The next day, Weeks received a phone call unexpectedly. It was from a guy interested in becoming his manager. Chris – the person who called that day – remains Weeks’ manager to this day. “If it hadn’t been for Chris, I would have quit. I would’ve walked away, but Chris saw something inside of me that I didn’t even see in myself.”
Weeks decided to return to his music. Since his old bandmates had already moved on, he had to find new members. He also felt compelled to change the name “JJ Weeks Band” out of respect to the guys who had been with him for 10 to 15 years and were no longer a part of the band. Instead, he opted to perform using only his name.
As he stepped back into music and performing, Weeks wanted to get back to writing what was on his heart versus writing songs for the radio. Weeks signed with Ian Eskelin’s Radiate Music, who shared his vision.
“It was like a reset button. It took me back to why I started doing this in the first place,” recounted Weeks. “I got into his studio and we would just write what came to the heart.”
Then in early February 2020, Weeks released The Sound of Freedom, his most recent EP featuring six new powerful yet soulful songs. The album was his first since As Long as We Can Breathe, released in 2016 with the JJ Weeks Band.
Three of the six songs on The Sound of Freedom are ballads, which Weeks has written for most of his career and, in a way, it’s who he is. The new EP also has a pop music feel to it; however, what he likes most about the EP is that it’s his words, his message, his heart.
“It’s different from the last two CDs because I wasn’t writing for the radio, I was writing just to write. It was super-nice to get back to just being me and trusting God that I’m writing what He wants me to write.”
Days Like These
“Days Like These” is a song that is birthed out of his own personal struggle. It takes Weeks right back to 2018 where it all imploded. In that song, Weeks realized that you can’t trust your feelings because feelings are swayed by what’s going on around us. However, the truth is what the Word says and that God will never leave you nor forsake you.
Weeks felt like he was a million miles away from everyone during those trying times and the struggles kept coming. The one thing he had to lean on was the knowledge that God was there and if He was there, there was nothing he would face that he couldn’t get through. That’s what “Days Like These” is about.
“It’s a reminder that sometimes your feelings are gonna lead you astray. You have to go with what you know and what the Word says. That’s why it’s important to hide the words in your heart so that when you face a struggle, you can look back and say, ‘He’ll never leave me nor forsake me.’”

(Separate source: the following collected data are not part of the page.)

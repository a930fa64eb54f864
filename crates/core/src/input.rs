use tracing::debug;

use crate::{
    catalog::Control,
    console::Console,
    error::Error,
    resolver::IntentResolver,
    validation::FieldValidator,
};

#[derive(Debug, Clone, PartialEq, Eq)]
pub enum LoopOutcome {
    Accepted(String),
    Cancelled,
    Exited,
}

impl LoopOutcome {
    pub fn accepted(self) -> Option<String> {
        match self {
            LoopOutcome::Accepted(value) => Some(value),
            LoopOutcome::Cancelled | LoopOutcome::Exited => None,
        }
    }

    pub fn control(&self) -> Option<Control> {
        match self {
            LoopOutcome::Accepted(_) => None,
            LoopOutcome::Cancelled => Some(Control::Cancel),
            LoopOutcome::Exited => Some(Control::Exit),
        }
    }
}

impl From<Control> for LoopOutcome {
    fn from(control: Control) -> Self {
        match control {
            Control::Cancel => LoopOutcome::Cancelled,
            Control::Exit => LoopOutcome::Exited,
        }
    }
}

/// Each line is checked for `cancel`/`exit` before the validator sees it.
/// Rejections repeat the prompt with no limit; end of input is `Exited`.
pub struct GuardedInput<'r, C> {
    resolver: &'r IntentResolver,
    console: C,
}

impl<'r, C> GuardedInput<'r, C>
where
    C: Console,
{
    pub fn new(resolver: &'r IntentResolver, console: C) -> Self {
        Self { resolver, console }
    }

    pub fn resolver(&self) -> &'r IntentResolver {
        self.resolver
    }

    pub fn console(&self) -> &C {
        &self.console
    }

    pub fn console_mut(&mut self) -> &mut C {
        &mut self.console
    }

    pub fn into_console(self) -> C {
        self.console
    }

    pub fn run(
        &mut self,
        prompt: &str,
        validator: &dyn FieldValidator,
    ) -> Result<LoopOutcome, Error> {
        loop {
            let Some(line) = self.console.read_line(prompt)? else {
                debug!(prompt, "input closed while prompting");
                return Ok(LoopOutcome::Exited);
            };

            if let Some(control) = self.resolver.control(&line) {
                debug!(prompt, ?control, "control intent interrupted input");
                return Ok(control.into());
            }

            match validator.validate(&line) {
                Ok(value) => return Ok(LoopOutcome::Accepted(value)),
                Err(reason) => {
                    debug!(prompt, %reason, "input rejected");
                    self.console
                        .say(&format!("Invalid input: {reason}. Please try again."))?;
                }
            }
        }
    }
}

#[cfg(test)]
mod tests {
    use super::*;
    use crate::{
        catalog::{CatalogSpec, IntentCatalog, IntentSpec},
        console::ScriptedConsole,
        error::ValidationError,
        validation::FieldKind,
    };

    fn resolver() -> IntentResolver {
        let catalog = IntentCatalog::from_spec(CatalogSpec::new(vec![
            IntentSpec::new("add-contact", ["add contact"]),
            IntentSpec::new("cancel", ["cancel"]),
            IntentSpec::new("exit", ["exit", "quit"]),
        ]))
        .unwrap();
        IntentResolver::new(catalog)
    }

    #[test]
    fn retries_until_valid() {
        let resolver = resolver();
        let mut input = GuardedInput::new(&resolver, ScriptedConsole::new(["12345", "1234567890"]));

        let outcome = input.run("Phone: ", &FieldKind::Phone).unwrap();

        assert_eq!(outcome, LoopOutcome::Accepted("1234567890".into()));
        let console = input.into_console();
        assert_eq!(console.prompts(), ["Phone: ", "Phone: "]);
        assert_eq!(console.output().len(), 1);
        assert!(console.output()[0].contains("exactly 10 digits"));
    }

    #[test]
    fn exit_wins_over_a_validator_that_would_accept() {
        let resolver = resolver();
        let accept_all = |raw: &str| -> Result<String, ValidationError> { Ok(raw.to_string()) };
        let mut input = GuardedInput::new(&resolver, ScriptedConsole::new(["quit", "never read"]));

        let outcome = input.run("Note: ", &accept_all).unwrap();

        assert_eq!(outcome, LoopOutcome::Exited);
        assert_eq!(input.console().remaining(), 1);
        assert!(input.console().output().is_empty());
    }

    #[test]
    fn cancel_stops_after_rejections() {
        let resolver = resolver();
        let mut input = GuardedInput::new(&resolver, ScriptedConsole::new(["J", "CANCEL", "Anna"]));

        let outcome = input.run("Name: ", &FieldKind::Name).unwrap();

        assert_eq!(outcome, LoopOutcome::Cancelled);
        assert_eq!(input.console().prompts().len(), 2);
        assert_eq!(input.console().output().len(), 1);
        assert_eq!(input.console().remaining(), 1);
    }

    #[test]
    fn domain_intent_text_is_validated_not_dispatched() {
        let resolver = resolver();
        let mut input = GuardedInput::new(&resolver, ScriptedConsole::new(["add contact"]));

        let outcome = input.run("Note: ", &FieldKind::Text).unwrap();

        assert_eq!(outcome, LoopOutcome::Accepted("add contact".into()));
    }

    #[test]
    fn end_of_input_exits() {
        let resolver = resolver();
        let mut input = GuardedInput::new(&resolver, ScriptedConsole::new(["1"]));

        let outcome = input.run("Name: ", &FieldKind::Name).unwrap();

        assert_eq!(outcome, LoopOutcome::Exited);
        assert_eq!(input.console().output().len(), 1);
    }

    #[test]
    fn outcome_helpers() {
        assert_eq!(LoopOutcome::Accepted("a".into()).accepted(), Some("a".into()));
        assert_eq!(LoopOutcome::Cancelled.accepted(), None);
        assert_eq!(LoopOutcome::Exited.control(), Some(Control::Exit));
        assert_eq!(LoopOutcome::from(Control::Cancel), LoopOutcome::Cancelled);
    }
}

Because the song was written from a place of struggle and one in which he was putting all of his emotions out there, it was originally a little too dark for some people. They suggested he lighten it up; therefore, Weeks reworked the second verse to have more of an upbeat swing feel to it.
The Sound of Freedom
On the flip side of “Days Like These” is the title track, “The Sound of Freedom,” which has more of a pop vibe. The song is about the multiple freedoms Christians have, the most obvious being when one turns their life over to God and has their guilt and shame washed away.

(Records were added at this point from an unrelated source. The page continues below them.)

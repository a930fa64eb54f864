use tracing::debug;

use crate::{
    catalog::{Control, Intent, IntentCatalog},
    similarity,
};

pub const MIN_CONFIDENCE: f64 = 0.3;

#[derive(Debug, Clone, Copy, PartialEq)]
pub struct MatchResult<'c> {
    pub intent: Option<&'c Intent>,
    pub score: f64,
}

#[derive(Debug, Clone)]
pub struct IntentResolver {
    catalog: IntentCatalog,
}

impl IntentResolver {
    pub fn new(catalog: IntentCatalog) -> Self {
        Self { catalog }
    }

    pub fn catalog(&self) -> &IntentCatalog {
        &self.catalog
    }

    pub fn resolve(&self, text: &str) -> Option<&Intent> {
        self.best_match(text).intent
    }

    /// Scans every phrase in catalog order and keeps the first strictly
    /// better score at or above [`MIN_CONFIDENCE`]. Equal scores never
    /// displace an earlier intent.
    pub fn best_match(&self, text: &str) -> MatchResult<'_> {
        let mut best = MatchResult {
            intent: None,
            score: 0.0,
        };

        for entry in self.catalog.entries() {
            for phrase in entry.phrases() {
                let score = similarity::score(text, phrase);
                if score > best.score && score >= MIN_CONFIDENCE {
                    best = MatchResult {
                        intent: Some(entry.intent()),
                        score,
                    };
                }
            }
        }

        debug!(
            input = text,
            intent = best.intent.map(Intent::as_str),
            score = best.score,
            "resolved intent"
        );
        best
    }

    pub fn control(&self, text: &str) -> Option<Control> {
        self.resolve(text).and_then(Intent::control)
    }
}

#[cfg(test)]
mod tests {
    use super::*;
    use crate::catalog::{CatalogSpec, IntentSpec};

    fn build(domain: Vec<IntentSpec>) -> IntentResolver {
        let mut intents = domain;
        intents.push(IntentSpec::new("cancel", ["cancel", "stop input"]));
        intents.push(IntentSpec::new("exit", ["exit", "close", "quit program"]));
        let catalog = IntentCatalog::from_spec(CatalogSpec::new(intents)).unwrap();
        IntentResolver::new(catalog)
    }

    fn contacts() -> IntentResolver {
        build(vec![
            IntentSpec::new("add-contact", ["add contact", "new contact", "create contact"]),
            IntentSpec::new("find-contact", ["find contact", "search contact"]),
            IntentSpec::new("show-contacts", ["show all contacts", "list contacts"]),
        ])
    }

    #[test]
    fn resolves_exact_and_approximate_phrases() {
        let resolver = contacts();
        assert_eq!(resolver.resolve("add contact").unwrap().as_str(), "add-contact");
        assert_eq!(resolver.resolve("Add Contakt").unwrap().as_str(), "add-contact");
        assert_eq!(resolver.resolve("serch contact").unwrap().as_str(), "find-contact");
        assert_eq!(resolver.resolve("show contacts").unwrap().as_str(), "show-contacts");
        assert_eq!(resolver.resolve("QUIT").unwrap().as_str(), "exit");
    }

    #[test]
    fn reports_the_winning_score() {
        let resolver = contacts();
        let result = resolver.best_match("new contact");
        assert_eq!(result.intent.map(Intent::as_str), Some("add-contact"));
        assert_eq!(result.score, 1.0);
    }

    #[test]
    fn below_threshold_resolves_to_nothing() {
        let resolver = contacts();
        let result = resolver.best_match("xyz123");
        assert!(result.intent.is_none());
        assert_eq!(result.score, 0.0);
        assert!(resolver.resolve("").is_none());
    }

    #[test]
    fn weak_best_match_is_still_rejected() {
        let resolver = build(vec![IntentSpec::new("add", ["abcdefghij"])]);
        // Shares a single character with "abcdefghij" (2/20 = 0.1) and
        // less than the threshold with every control phrase.
        let result = resolver.best_match("jzzzzzzzzz");
        assert!(result.intent.is_none());
    }

    #[test]
    fn first_intent_wins_on_equal_score() {
        let resolver = build(vec![
            IntentSpec::new("a", ["add item"]),
            IntentSpec::new("b", ["add items"]),
        ]);
        assert_eq!(resolver.resolve("add item").unwrap().as_str(), "a");

        let resolver = build(vec![
            IntentSpec::new("first", ["remove record"]),
            IntentSpec::new("second", ["remove record"]),
        ]);
        assert_eq!(resolver.resolve("remove recor").unwrap().as_str(), "first");
    }

    #[test]
    fn later_strictly_better_phrase_displaces_earlier_match() {
        let resolver = build(vec![
            IntentSpec::new("a", ["add items"]),
            IntentSpec::new("b", ["add item"]),
        ]);
        assert_eq!(resolver.resolve("add item").unwrap().as_str(), "b");
    }

    #[test]
    fn detects_control_intents() {
        let resolver = contacts();
        assert_eq!(resolver.control("exit"), Some(Control::Exit));
        assert_eq!(resolver.control("cancel"), Some(Control::Cancel));
        assert_eq!(resolver.control("add contact"), None);
        assert_eq!(resolver.control("0501234567"), None);
    }
}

For Weeks himself, when he wrote the song in early 2019, those chains were the feelings of oppression, depression, and discouragement coming off. “Chains that the enemy want to wrap around us to keep our mouth shut from telling the world who Jesus is. If the enemy can get us so inwardly focused on our own struggles, we can’t help others with their struggles.”
Weeks knows that the truth is in what the Bible says and because of this he doesn’t have to worry about tomorrow and can instead focus on helping others.
“There is so much freedom in that reminder for me that, yes, I’m going to face troubles,” stated Weeks. “The Bible says you’re going to face hard times, but He’s conquered the world already and He’s on our side. There was freedom in that for me. And that to me was the chains. I could visually see the chains of discouragement and not feeling like I’m enough hitting the floor.”
“The Sound of Freedom” is about taking your eyes off yourself and looking at other people so that you are able to see the freedom in your life and in the lives of those around you and you’re able to celebrate that freedom together.
Outside of his music career, Weeks recently teamed up with Holt International as an ambassador. Holt International is a faith-based humanitarian organization that works directly with orphaned, abandoned, and vulnerable children to find families to love and adopt them.
Through his partnership with Holt International, Weeks had the opportunity to visit Mongolia and see first-hand what they do.
“We went into this city dump and there are kids working and living in that dump who’ve lost their parents,” Weeks said via a phone interview. “I talked to a 16-year-old boy who was kicked out of his parent’s house because they couldn’t afford to keep him. He became orphaned and his parents told him they didn’t want to see him anymore. He’s literally living in the city dump collecting bottles and other stuff just to make a couple bucks a week to live.”
Holt International offers hope through food, schooling, other necessities, and sometimes even adoption for kids like the one Weeks met at the city dump. He plans to visit one or two Holt International sites every year and get more involved in any way he can. Unfortunately, the current pandemic has temporarily put a hold on those travel plans.
Whether Weeks reaches people through his music or his philanthropy, he’s simply doing what he feels God has called him to do and sometimes that requires that he just put one foot in front of the other and trust Him.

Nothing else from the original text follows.